What needs to be done:
Please show every line from the entries that carries the word "only".

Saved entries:
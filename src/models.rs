// src/models.rs
use chrono::{DateTime, Utc};
use serde::{Deserialize, Serialize};
use uuid::Uuid;

pub const NO_DATA_RETURNED: &str = "No data returned";
pub const REMOTE_ERROR_MESSAGE: &str = "An error occurred. Check the console for details.";
pub const LOADING_TEXT: &str = "Analyzing media…";
pub const PLACEHOLDER_TEXT: &str =
    "No output yet. Describe a clip and click Run AI Analysis to see the response here.";
pub const SUBMIT_LABEL: &str = "Run AI Analysis";
pub const SUBMIT_LABEL_LOADING: &str = "Analyzing...";
pub const FILE_PROMPT: &str = "Click to choose a file or drag it here";

/// What the read-only output pane shows.
#[derive(Debug, Clone, PartialEq, Eq, Serialize)]
#[serde(tag = "kind", content = "text", rename_all = "snake_case")]
pub enum OutputPane {
    Loading(String),
    Placeholder(String),
    Result(String),
}

impl OutputPane {
    pub fn from_state(loading: bool, result: Option<&str>) -> Self {
        match (loading, result) {
            (true, _) => OutputPane::Loading(LOADING_TEXT.to_string()),
            (false, Some(text)) if !text.is_empty() => OutputPane::Result(text.to_string()),
            (false, _) => OutputPane::Placeholder(PLACEHOLDER_TEXT.to_string()),
        }
    }
}

/// Everything the page needs to render one view.
#[derive(Debug, Clone, Serialize)]
pub struct ViewSnapshot {
    pub id: Uuid,
    pub opened_at: DateTime<Utc>,
    pub loading: bool,
    pub result: Option<String>,
    pub file_name: Option<String>,
    pub output: OutputPane,
    pub submit_label: String,
    pub submit_disabled: bool,
    pub file_prompt: String,
}

#[derive(Debug, Clone, Deserialize)]
pub struct SubmitRequest {
    #[serde(default)]
    pub description: String,
}

#[derive(Debug, Clone, Deserialize)]
pub struct SelectFileRequest {
    #[serde(default)]
    pub name: String,
}

/// How the last submission through this request settled.
#[derive(Debug, Clone, Serialize)]
#[serde(rename_all = "snake_case")]
pub enum SubmitOutcome {
    Completed,
    RemoteErrorsReturned,
    CallThrew,
}

#[derive(Debug, Clone, Serialize)]
pub struct SubmitResponse {
    pub outcome: SubmitOutcome,
    pub message: String,
    /// Set only when this submission's own call threw.
    pub alert: Option<String>,
    pub view: ViewSnapshot,
}

#[derive(Serialize, Clone, Debug)]
pub struct ApiError {
    pub error: String,
}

Your response:
/// What the read-only output pane shows.
    /// Set only when this submission's own call threw.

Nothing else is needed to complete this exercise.